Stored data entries
=== Begin Enclosure ===
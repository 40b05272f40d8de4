//! Deadline selection and formatting

use chrono::{Days, NaiveDate};

/// strftime pattern used in the email body, e.g. "14 March 2025"
pub const DEADLINE_FORMAT: &str = "%d %B %Y";

/// Relative deadline offsets offered by the form
#[derive(Debug, Clone, Copy, PartialEq, Eq, Default)]
pub enum DeadlineOffset {
    OneWeek,
    #[default]
    TwoWeeks,
    ThreeWeeks,
}

impl DeadlineOffset {
    pub const ALL: [DeadlineOffset; 3] = [Self::OneWeek, Self::TwoWeeks, Self::ThreeWeeks];

    pub fn days(self) -> u64 {
        match self {
            Self::OneWeek => 7,
            Self::TwoWeeks => 14,
            Self::ThreeWeeks => 21,
        }
    }

    /// Map a day count back to an offset; only 7, 14 and 21 are offered
    pub fn from_days(days: u32) -> Option<Self> {
        Self::ALL.into_iter().find(|o| o.days() == u64::from(days))
    }

    pub fn label(self) -> &'static str {
        match self {
            Self::OneWeek => "In 7 days",
            Self::TwoWeeks => "In 14 days",
            Self::ThreeWeeks => "In 21 days",
        }
    }
}

/// How the deadline was chosen, before it is pinned to a calendar date
#[derive(Debug, Clone, Copy, PartialEq, Eq)]
pub enum DeadlineSpec {
    Relative(DeadlineOffset),
    Fixed(NaiveDate),
}

impl Default for DeadlineSpec {
    fn default() -> Self {
        DeadlineSpec::Relative(DeadlineOffset::default())
    }
}

impl DeadlineSpec {
    /// Resolve to a concrete date. Fixed dates are not required to be in the future.
    pub fn resolve(self, today: NaiveDate) -> NaiveDate {
        match self {
            DeadlineSpec::Relative(offset) => today + Days::new(offset.days()),
            DeadlineSpec::Fixed(date) => date,
        }
    }
}

/// Format a deadline the way it appears in the primary email
pub fn format_deadline(date: NaiveDate) -> String {
    date.format(DEADLINE_FORMAT).to_string()
}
=== End Enclosure ===
What is needed: Look through the data above and return each line where the string "Clone" occurs.

Response to the task:
#[derive(Debug, Clone, Copy, PartialEq, Eq, Default)]
#[derive(Debug, Clone, Copy, PartialEq, Eq)]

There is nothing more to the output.